__About this exercise__: The answer must be every line of the records below that contains the word "feature".

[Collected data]
*** Begin section ***
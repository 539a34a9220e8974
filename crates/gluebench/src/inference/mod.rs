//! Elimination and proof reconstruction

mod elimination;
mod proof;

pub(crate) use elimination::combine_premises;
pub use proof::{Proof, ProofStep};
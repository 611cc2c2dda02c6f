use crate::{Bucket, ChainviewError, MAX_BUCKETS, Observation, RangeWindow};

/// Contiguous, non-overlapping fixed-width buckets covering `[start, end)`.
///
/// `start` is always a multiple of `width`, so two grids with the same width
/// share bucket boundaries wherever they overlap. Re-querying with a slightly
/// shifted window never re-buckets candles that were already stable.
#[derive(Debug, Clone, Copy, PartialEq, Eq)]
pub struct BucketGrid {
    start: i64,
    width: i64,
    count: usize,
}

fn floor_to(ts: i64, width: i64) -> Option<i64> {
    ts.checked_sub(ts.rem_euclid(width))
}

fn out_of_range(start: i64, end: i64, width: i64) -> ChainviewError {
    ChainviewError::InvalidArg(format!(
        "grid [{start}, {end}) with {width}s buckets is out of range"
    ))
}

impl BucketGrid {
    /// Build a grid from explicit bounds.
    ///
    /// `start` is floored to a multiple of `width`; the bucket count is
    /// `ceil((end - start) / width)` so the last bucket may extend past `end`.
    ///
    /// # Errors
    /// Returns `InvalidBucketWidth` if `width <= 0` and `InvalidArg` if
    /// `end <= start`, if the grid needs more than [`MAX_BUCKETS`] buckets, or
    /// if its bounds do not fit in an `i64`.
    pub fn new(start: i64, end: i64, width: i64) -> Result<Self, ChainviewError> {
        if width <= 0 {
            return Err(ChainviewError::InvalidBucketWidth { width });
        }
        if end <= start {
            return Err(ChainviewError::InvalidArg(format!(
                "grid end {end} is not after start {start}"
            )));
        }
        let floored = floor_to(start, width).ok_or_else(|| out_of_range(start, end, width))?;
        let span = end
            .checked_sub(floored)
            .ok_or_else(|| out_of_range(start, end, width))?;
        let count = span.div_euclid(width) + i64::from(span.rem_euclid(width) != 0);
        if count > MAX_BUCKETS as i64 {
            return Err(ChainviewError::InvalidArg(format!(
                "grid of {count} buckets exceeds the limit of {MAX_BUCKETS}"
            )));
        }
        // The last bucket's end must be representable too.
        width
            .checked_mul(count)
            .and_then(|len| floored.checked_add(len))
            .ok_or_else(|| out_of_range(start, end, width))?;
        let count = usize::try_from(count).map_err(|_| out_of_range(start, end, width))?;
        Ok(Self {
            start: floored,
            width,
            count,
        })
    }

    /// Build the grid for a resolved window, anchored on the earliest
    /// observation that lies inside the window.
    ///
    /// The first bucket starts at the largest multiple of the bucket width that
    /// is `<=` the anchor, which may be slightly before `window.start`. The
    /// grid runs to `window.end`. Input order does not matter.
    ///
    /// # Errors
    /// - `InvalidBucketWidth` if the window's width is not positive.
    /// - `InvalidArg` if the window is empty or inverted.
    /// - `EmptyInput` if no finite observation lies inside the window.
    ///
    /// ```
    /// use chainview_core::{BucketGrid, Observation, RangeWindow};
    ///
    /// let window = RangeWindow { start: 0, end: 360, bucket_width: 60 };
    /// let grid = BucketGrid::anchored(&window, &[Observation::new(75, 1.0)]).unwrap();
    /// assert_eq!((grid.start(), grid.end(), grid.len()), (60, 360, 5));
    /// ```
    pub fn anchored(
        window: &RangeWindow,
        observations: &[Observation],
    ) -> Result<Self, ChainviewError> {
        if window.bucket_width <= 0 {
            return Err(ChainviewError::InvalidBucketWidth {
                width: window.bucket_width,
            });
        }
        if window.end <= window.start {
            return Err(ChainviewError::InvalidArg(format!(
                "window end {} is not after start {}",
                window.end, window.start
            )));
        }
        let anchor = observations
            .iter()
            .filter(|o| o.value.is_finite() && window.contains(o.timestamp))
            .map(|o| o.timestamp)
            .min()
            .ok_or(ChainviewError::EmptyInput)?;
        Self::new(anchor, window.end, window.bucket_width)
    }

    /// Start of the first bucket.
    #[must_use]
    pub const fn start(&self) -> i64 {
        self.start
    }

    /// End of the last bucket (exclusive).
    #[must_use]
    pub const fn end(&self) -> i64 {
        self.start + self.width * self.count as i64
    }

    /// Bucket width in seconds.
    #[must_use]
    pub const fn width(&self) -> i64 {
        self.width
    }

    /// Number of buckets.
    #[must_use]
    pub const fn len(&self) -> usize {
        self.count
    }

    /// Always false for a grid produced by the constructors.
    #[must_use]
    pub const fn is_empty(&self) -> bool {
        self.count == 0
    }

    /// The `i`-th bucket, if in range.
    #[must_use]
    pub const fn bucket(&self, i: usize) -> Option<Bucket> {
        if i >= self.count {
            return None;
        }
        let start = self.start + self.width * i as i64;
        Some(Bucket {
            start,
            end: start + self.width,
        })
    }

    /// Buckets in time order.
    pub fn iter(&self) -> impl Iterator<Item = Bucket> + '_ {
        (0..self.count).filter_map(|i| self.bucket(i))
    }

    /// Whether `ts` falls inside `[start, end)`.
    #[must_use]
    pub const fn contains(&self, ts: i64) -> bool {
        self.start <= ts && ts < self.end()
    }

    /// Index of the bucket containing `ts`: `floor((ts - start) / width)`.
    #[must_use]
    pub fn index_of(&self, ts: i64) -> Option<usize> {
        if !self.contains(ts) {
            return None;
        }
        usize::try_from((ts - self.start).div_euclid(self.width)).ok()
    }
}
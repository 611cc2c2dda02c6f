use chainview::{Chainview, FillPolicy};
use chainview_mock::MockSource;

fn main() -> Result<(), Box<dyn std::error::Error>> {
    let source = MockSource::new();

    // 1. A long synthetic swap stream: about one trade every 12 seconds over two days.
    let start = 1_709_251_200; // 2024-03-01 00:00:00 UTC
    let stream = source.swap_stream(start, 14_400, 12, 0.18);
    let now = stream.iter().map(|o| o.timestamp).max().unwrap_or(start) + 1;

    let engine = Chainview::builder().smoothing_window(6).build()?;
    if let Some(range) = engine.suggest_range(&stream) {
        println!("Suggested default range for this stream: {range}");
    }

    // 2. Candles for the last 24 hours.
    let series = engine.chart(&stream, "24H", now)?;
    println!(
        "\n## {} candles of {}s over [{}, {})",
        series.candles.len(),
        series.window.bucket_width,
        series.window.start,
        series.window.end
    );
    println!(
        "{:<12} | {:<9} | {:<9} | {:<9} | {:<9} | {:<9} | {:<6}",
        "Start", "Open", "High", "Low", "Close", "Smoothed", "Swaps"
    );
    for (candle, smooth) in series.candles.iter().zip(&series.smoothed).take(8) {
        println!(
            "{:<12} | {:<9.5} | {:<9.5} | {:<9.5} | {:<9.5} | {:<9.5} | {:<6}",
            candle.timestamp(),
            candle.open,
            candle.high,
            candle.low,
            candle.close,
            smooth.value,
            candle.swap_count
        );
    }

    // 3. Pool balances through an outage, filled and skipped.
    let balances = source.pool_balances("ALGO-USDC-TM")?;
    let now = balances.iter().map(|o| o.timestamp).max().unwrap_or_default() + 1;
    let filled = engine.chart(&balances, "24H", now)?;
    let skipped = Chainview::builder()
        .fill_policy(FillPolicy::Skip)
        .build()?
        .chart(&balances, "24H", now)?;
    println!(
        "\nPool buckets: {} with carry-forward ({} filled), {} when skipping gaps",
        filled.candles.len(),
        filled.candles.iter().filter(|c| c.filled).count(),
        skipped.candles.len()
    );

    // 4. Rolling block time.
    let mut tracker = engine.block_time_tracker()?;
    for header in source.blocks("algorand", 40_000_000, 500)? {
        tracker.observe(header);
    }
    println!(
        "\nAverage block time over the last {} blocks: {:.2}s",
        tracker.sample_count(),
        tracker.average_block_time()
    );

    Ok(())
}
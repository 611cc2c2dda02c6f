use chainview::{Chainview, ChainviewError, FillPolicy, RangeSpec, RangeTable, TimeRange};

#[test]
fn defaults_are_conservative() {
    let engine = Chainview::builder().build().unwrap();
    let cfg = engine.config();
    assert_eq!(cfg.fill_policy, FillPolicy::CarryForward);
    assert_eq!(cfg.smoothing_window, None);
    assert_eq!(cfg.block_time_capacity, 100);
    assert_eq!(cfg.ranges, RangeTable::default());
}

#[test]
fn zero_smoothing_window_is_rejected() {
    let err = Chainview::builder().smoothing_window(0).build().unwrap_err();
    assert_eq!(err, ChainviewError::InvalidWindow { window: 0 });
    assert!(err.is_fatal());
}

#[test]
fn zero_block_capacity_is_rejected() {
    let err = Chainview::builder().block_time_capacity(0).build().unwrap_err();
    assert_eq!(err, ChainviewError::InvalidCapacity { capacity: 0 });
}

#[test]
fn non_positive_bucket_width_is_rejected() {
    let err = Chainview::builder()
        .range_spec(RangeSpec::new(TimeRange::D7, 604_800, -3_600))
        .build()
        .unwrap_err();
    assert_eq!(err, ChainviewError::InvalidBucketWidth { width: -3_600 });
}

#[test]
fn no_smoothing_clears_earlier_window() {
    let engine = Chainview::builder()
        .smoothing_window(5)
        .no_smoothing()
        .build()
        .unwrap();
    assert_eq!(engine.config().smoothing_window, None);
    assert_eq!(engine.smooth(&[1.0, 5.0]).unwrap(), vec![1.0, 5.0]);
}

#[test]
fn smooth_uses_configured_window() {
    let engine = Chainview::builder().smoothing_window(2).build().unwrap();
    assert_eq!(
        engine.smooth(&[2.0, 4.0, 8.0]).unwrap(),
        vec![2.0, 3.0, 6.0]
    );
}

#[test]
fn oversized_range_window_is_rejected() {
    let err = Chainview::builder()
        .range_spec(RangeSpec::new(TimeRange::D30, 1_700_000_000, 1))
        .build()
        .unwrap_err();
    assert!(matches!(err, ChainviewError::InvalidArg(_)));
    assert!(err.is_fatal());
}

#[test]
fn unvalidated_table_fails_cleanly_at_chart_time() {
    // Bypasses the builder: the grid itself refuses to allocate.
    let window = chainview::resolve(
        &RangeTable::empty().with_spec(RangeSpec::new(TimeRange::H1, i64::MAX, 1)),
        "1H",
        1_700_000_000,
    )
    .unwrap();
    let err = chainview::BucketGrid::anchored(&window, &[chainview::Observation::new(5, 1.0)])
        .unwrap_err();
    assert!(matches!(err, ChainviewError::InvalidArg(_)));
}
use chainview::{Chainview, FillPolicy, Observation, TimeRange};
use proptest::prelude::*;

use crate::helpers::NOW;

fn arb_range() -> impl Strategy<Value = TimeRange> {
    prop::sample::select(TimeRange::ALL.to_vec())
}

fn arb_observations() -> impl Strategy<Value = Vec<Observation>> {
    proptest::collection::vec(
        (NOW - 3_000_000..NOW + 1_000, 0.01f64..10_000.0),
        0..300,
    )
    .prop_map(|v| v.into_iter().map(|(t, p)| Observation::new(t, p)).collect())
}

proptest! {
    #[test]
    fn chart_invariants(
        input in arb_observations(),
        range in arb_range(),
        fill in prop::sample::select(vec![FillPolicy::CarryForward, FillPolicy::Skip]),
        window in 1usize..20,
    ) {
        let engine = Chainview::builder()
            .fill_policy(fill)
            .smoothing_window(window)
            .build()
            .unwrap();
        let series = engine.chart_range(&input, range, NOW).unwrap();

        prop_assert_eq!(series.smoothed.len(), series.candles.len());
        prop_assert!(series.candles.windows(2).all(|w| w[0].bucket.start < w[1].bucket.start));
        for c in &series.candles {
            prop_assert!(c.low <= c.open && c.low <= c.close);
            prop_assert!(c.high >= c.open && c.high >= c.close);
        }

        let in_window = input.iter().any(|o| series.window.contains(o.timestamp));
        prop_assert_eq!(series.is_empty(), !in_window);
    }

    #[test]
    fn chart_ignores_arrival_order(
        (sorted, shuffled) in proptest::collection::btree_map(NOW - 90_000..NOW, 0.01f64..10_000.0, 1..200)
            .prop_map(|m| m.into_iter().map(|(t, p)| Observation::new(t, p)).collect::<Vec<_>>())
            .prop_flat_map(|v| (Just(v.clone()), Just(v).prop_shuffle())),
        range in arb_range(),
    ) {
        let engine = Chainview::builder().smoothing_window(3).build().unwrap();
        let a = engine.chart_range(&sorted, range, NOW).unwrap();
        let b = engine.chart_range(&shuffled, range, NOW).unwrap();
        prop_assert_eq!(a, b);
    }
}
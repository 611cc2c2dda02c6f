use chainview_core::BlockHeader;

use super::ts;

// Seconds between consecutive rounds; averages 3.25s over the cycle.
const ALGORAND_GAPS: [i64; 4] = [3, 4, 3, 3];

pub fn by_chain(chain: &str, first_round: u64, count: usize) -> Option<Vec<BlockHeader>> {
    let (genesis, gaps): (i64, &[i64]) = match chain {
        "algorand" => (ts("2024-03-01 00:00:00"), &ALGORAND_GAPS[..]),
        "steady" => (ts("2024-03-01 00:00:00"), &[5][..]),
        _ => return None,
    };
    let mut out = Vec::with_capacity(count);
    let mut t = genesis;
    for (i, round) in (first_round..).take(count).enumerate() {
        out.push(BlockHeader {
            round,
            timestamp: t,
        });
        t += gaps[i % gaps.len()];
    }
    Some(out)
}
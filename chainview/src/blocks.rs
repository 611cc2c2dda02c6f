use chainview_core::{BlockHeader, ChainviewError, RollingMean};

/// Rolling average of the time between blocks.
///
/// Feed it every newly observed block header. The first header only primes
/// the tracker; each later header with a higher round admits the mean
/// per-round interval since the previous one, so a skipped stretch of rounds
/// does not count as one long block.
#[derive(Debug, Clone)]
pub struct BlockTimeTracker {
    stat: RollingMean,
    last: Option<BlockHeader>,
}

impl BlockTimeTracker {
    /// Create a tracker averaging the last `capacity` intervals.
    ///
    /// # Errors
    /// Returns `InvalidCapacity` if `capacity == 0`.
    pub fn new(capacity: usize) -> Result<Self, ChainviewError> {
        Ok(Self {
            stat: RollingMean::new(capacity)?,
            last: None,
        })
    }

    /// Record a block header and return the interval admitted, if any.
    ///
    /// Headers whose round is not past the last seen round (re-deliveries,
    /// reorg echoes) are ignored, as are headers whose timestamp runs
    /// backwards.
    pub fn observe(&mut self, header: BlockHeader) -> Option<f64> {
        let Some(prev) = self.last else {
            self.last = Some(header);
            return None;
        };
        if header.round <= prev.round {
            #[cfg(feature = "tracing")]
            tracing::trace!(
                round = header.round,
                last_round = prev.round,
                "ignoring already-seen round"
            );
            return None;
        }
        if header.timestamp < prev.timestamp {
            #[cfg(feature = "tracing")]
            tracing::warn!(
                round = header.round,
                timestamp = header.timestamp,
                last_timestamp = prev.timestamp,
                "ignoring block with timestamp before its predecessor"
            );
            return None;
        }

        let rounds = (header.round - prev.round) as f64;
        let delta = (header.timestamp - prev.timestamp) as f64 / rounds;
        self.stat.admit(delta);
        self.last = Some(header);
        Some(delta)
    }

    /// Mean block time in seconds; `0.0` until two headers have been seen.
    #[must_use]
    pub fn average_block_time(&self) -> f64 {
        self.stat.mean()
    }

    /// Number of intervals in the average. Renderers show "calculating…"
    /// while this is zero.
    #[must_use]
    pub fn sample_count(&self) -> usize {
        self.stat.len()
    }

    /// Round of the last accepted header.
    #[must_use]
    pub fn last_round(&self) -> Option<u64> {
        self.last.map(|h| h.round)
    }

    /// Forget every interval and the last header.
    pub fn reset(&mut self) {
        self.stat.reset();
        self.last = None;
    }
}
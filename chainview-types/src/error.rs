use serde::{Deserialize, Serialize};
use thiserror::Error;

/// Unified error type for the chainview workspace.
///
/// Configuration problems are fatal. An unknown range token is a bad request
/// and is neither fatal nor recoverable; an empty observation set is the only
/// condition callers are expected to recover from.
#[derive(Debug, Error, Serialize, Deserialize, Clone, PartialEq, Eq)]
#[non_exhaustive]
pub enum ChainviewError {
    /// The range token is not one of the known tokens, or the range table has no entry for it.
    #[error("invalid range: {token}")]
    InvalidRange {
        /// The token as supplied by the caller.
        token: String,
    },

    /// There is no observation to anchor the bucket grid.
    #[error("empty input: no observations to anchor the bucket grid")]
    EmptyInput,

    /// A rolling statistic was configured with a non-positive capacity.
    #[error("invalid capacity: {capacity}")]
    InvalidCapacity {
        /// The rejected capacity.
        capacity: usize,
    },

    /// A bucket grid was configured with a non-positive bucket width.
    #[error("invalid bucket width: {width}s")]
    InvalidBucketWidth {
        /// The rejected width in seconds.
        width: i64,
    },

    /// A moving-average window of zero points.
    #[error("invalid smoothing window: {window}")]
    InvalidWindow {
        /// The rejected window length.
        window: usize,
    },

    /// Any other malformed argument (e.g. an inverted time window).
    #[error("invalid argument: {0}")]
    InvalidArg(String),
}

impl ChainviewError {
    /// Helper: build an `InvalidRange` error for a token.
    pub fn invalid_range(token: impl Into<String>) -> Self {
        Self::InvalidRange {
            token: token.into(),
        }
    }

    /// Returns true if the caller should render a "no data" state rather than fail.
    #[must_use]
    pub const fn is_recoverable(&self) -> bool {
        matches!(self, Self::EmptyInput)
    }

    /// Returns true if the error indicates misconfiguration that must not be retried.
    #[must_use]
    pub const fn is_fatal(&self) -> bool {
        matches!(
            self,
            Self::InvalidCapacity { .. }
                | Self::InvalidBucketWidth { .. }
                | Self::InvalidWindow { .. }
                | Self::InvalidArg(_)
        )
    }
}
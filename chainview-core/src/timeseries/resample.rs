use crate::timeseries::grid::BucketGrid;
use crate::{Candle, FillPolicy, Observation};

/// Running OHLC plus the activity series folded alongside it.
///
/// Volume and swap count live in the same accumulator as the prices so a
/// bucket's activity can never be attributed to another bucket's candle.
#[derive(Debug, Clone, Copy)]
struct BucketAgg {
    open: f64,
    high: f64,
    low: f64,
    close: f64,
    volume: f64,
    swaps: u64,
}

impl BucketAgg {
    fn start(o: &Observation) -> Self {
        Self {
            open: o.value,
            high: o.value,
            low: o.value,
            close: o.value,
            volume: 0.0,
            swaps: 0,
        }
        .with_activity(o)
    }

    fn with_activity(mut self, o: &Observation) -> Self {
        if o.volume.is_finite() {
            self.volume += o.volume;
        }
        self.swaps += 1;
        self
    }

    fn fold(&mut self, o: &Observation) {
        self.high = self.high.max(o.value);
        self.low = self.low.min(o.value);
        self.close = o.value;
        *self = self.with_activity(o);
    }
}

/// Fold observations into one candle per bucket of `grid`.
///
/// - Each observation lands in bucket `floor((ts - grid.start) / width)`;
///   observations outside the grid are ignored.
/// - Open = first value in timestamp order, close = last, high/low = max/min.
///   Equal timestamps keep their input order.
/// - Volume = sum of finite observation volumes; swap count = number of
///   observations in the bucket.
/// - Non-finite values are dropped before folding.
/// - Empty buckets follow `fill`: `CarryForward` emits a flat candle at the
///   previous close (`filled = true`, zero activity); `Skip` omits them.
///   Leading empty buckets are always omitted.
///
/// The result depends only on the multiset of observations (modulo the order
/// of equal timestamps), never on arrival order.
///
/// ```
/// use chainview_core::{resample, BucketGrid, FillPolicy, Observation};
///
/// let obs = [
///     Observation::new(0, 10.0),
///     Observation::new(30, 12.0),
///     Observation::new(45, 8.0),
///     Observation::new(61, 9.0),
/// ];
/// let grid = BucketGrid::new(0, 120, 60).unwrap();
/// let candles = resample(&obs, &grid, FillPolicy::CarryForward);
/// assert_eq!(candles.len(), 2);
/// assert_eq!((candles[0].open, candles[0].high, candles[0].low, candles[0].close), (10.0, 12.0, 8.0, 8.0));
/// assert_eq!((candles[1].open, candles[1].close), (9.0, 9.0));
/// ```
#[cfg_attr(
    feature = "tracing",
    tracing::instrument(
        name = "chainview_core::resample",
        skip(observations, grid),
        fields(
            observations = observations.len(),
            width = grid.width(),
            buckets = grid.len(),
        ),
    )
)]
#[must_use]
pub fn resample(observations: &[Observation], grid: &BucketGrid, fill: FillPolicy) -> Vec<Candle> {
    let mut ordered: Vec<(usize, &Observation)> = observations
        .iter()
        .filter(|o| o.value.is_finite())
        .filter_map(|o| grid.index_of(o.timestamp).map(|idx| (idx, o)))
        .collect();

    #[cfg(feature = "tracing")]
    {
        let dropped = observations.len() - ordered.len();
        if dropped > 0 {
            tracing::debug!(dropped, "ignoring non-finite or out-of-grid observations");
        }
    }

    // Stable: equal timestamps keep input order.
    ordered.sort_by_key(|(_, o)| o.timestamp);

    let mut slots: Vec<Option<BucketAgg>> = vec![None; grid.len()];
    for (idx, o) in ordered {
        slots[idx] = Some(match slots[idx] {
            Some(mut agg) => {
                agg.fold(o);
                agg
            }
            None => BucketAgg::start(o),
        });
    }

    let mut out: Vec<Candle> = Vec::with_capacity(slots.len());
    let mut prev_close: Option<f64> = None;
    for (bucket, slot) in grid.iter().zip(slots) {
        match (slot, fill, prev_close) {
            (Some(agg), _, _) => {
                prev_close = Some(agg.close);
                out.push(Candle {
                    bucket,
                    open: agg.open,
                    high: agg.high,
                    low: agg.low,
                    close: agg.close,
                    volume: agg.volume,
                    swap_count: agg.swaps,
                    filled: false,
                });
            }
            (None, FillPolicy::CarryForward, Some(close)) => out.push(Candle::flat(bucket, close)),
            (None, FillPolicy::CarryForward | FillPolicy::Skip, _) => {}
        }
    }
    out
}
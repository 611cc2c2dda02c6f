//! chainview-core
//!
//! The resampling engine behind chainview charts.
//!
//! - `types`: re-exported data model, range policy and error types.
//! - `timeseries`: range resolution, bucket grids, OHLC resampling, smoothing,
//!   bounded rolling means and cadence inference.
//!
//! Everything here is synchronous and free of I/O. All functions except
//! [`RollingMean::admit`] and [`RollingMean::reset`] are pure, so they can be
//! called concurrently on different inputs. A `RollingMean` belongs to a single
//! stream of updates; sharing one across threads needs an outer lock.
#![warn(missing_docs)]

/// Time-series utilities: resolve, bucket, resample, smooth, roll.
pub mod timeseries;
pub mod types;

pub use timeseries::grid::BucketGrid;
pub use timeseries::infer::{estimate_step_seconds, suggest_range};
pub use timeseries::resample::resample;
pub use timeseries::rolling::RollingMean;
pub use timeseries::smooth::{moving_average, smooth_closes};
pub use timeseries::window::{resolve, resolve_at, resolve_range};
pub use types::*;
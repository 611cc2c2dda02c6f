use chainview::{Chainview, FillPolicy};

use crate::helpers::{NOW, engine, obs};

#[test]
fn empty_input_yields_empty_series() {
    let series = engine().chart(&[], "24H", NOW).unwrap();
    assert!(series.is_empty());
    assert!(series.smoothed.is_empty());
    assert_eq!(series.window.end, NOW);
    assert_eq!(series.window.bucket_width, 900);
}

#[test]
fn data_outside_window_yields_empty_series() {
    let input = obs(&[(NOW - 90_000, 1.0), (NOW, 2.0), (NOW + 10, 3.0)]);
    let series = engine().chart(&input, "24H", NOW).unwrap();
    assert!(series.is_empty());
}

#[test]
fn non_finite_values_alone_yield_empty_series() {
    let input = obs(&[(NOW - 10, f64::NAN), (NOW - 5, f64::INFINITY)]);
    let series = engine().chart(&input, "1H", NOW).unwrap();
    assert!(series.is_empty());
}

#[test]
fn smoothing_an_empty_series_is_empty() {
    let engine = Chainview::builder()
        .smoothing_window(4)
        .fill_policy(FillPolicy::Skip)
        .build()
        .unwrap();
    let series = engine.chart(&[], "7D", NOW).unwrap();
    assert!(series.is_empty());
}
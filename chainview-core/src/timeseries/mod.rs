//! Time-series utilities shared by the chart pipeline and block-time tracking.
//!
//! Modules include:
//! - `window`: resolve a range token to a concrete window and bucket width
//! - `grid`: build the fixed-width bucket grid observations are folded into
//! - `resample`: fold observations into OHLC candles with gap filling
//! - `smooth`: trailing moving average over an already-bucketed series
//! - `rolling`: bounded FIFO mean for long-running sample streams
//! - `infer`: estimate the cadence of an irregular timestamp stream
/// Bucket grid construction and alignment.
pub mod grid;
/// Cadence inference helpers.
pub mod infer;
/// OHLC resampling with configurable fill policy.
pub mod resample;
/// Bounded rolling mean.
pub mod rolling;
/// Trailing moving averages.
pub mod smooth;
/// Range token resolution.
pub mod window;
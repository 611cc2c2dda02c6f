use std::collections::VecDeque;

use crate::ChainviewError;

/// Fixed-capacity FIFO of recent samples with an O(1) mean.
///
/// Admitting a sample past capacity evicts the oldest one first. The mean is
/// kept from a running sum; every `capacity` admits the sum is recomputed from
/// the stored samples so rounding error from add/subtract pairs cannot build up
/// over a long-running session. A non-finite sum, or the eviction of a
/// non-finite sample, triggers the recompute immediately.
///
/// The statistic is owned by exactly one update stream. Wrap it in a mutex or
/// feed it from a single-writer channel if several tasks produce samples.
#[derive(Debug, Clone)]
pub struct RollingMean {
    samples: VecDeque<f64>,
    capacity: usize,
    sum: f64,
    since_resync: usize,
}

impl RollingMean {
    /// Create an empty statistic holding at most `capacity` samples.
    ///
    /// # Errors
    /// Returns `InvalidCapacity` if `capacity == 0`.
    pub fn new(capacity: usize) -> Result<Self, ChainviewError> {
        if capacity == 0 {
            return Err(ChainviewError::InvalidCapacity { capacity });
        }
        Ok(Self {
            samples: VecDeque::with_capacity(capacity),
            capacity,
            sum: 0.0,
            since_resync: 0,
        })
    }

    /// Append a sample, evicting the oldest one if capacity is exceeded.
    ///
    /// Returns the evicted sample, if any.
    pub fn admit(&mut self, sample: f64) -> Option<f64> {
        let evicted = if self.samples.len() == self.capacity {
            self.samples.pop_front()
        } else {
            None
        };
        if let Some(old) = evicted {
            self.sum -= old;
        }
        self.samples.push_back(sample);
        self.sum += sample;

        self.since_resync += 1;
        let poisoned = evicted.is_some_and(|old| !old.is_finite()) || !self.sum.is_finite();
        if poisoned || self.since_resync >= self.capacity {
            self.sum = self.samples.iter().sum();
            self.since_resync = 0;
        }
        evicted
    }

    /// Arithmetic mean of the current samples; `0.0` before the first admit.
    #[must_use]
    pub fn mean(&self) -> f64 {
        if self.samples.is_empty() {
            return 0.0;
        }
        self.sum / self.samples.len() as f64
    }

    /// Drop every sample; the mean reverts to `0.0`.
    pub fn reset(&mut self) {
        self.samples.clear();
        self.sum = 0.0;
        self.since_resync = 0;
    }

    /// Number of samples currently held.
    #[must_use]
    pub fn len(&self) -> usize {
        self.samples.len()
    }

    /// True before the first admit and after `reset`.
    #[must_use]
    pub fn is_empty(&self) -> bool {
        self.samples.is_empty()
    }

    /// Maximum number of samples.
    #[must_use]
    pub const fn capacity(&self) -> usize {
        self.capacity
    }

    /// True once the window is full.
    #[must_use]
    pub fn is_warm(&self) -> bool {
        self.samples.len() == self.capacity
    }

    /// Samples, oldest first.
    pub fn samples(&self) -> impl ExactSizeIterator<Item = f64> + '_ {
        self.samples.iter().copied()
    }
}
*** End section ***
__Output__:
            #[cfg(feature = "tracing")]
            #[cfg(feature = "tracing")]
    feature = "tracing",
    #[cfg(feature = "tracing")]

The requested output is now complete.